▶ Exercise description
Collect each line of the records containing the string "derives".
══ Source data ══
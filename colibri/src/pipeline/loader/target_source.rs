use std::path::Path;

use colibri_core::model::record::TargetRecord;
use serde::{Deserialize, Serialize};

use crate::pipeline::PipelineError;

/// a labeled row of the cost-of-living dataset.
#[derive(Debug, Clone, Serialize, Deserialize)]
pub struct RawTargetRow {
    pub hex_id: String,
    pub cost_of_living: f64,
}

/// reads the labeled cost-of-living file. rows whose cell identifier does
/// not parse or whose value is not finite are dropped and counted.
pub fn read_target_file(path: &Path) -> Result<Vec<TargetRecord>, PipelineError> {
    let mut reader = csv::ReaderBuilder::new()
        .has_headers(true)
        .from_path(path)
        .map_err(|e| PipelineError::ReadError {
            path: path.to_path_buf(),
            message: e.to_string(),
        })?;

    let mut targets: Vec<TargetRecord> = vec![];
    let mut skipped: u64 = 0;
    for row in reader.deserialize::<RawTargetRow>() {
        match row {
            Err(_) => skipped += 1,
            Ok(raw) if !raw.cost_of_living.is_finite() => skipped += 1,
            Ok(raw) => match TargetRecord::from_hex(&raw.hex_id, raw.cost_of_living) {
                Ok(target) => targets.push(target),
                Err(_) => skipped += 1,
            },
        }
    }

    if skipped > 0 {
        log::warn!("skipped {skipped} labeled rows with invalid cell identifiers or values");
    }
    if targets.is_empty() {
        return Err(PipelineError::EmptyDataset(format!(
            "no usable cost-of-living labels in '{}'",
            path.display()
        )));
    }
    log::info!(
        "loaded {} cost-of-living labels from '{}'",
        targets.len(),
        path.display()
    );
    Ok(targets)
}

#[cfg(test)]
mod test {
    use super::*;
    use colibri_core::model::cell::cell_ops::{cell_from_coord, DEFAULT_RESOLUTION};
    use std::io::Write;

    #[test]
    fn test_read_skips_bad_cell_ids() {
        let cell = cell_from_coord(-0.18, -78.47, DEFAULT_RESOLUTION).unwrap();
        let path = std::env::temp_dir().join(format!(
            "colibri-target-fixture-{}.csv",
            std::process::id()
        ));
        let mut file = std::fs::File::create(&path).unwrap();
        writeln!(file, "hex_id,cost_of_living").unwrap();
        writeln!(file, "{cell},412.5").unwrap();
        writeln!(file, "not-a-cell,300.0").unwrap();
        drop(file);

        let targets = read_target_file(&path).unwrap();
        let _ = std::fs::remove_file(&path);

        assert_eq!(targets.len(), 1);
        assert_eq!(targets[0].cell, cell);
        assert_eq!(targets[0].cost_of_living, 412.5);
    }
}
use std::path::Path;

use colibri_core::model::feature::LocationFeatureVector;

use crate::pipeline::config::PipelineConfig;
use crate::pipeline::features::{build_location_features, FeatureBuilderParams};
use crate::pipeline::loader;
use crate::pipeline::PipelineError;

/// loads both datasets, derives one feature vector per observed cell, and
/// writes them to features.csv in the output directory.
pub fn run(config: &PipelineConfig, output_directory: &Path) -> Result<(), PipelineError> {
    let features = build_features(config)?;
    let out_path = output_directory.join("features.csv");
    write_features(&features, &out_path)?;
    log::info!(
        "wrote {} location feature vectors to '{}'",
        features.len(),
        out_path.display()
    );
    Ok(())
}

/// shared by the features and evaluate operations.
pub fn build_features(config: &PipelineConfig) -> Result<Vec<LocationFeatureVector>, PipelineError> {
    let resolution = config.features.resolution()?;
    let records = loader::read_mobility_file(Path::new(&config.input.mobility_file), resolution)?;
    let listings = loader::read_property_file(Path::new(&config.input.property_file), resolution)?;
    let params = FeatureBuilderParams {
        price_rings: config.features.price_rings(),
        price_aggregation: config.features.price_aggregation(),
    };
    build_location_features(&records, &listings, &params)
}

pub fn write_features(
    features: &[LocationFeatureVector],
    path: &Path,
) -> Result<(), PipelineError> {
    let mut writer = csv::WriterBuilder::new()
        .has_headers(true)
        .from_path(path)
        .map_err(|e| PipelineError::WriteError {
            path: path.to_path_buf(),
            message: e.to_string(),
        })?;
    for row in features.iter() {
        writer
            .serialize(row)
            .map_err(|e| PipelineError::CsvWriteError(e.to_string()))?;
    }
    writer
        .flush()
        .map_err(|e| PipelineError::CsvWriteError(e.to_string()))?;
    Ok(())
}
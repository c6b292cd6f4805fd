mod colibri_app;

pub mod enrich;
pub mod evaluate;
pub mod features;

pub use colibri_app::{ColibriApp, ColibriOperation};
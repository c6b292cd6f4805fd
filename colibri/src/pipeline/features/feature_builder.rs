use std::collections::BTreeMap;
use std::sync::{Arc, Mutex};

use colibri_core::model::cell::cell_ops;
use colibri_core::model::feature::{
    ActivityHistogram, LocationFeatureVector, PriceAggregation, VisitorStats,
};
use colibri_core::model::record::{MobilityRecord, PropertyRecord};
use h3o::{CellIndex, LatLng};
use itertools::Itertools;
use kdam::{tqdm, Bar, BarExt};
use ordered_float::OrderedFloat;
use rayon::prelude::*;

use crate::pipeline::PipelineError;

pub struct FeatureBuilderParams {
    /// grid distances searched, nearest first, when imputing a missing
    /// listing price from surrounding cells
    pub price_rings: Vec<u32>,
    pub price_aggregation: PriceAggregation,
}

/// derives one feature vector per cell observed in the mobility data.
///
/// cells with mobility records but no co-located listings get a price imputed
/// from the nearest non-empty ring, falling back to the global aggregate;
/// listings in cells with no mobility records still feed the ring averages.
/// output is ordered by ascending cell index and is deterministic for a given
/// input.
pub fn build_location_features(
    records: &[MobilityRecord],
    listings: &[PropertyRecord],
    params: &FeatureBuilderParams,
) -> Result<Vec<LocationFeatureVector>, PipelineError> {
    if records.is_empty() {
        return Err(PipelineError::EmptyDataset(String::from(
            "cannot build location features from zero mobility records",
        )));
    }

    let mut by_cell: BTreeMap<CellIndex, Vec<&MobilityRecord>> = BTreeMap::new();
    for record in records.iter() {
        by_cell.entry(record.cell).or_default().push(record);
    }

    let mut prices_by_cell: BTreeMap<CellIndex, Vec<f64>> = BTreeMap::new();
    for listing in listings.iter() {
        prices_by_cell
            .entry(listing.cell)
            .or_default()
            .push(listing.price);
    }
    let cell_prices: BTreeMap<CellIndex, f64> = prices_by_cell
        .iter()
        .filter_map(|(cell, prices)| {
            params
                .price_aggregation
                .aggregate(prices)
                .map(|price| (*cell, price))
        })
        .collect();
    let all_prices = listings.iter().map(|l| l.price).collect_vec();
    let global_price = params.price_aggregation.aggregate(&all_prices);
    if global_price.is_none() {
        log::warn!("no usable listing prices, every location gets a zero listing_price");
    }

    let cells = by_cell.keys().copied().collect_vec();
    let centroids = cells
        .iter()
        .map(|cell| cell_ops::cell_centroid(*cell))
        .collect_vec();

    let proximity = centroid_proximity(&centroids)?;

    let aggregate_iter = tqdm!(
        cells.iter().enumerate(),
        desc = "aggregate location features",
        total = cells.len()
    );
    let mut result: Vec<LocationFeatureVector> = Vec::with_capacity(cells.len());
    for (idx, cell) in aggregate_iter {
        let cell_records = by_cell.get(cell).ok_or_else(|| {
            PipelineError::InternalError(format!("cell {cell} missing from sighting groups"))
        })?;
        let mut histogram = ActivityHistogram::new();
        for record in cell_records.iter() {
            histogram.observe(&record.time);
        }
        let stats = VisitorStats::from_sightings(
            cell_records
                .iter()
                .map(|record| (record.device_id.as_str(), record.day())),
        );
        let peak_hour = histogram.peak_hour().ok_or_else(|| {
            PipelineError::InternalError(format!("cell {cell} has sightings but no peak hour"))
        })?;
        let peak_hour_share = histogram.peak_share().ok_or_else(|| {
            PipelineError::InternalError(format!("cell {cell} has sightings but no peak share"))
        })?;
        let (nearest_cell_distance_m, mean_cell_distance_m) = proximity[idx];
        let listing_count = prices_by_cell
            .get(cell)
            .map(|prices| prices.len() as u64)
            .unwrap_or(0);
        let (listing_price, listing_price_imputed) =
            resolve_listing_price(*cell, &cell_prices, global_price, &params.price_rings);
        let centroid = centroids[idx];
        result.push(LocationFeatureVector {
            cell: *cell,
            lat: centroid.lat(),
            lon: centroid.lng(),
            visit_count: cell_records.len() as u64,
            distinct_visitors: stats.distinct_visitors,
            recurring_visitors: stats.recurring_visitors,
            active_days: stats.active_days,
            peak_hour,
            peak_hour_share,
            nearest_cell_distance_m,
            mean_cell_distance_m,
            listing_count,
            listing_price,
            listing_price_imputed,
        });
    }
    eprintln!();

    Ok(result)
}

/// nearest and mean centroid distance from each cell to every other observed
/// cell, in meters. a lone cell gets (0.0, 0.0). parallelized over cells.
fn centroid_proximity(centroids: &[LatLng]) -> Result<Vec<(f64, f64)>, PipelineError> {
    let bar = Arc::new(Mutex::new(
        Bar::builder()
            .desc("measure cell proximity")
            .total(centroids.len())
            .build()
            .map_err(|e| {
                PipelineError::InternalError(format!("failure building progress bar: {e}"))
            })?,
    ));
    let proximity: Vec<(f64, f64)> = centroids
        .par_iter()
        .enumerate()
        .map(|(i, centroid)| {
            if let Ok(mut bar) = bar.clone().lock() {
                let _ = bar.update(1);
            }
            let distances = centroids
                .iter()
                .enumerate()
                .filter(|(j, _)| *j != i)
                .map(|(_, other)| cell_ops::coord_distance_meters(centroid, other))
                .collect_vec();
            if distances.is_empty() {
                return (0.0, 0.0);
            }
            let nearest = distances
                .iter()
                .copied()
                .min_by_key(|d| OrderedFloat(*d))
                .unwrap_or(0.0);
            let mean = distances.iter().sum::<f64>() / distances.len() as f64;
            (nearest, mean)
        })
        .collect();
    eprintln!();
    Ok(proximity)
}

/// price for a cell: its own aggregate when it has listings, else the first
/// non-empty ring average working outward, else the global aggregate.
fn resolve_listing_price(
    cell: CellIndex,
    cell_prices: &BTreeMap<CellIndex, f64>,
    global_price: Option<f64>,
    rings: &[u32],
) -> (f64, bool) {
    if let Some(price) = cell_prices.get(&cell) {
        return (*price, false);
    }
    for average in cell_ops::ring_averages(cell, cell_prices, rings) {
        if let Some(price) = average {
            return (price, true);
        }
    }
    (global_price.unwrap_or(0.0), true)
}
═══
▶ Solution below
/// loads both datasets, derives one feature vector per observed cell, and
/// derives one feature vector per cell observed in the mobility data.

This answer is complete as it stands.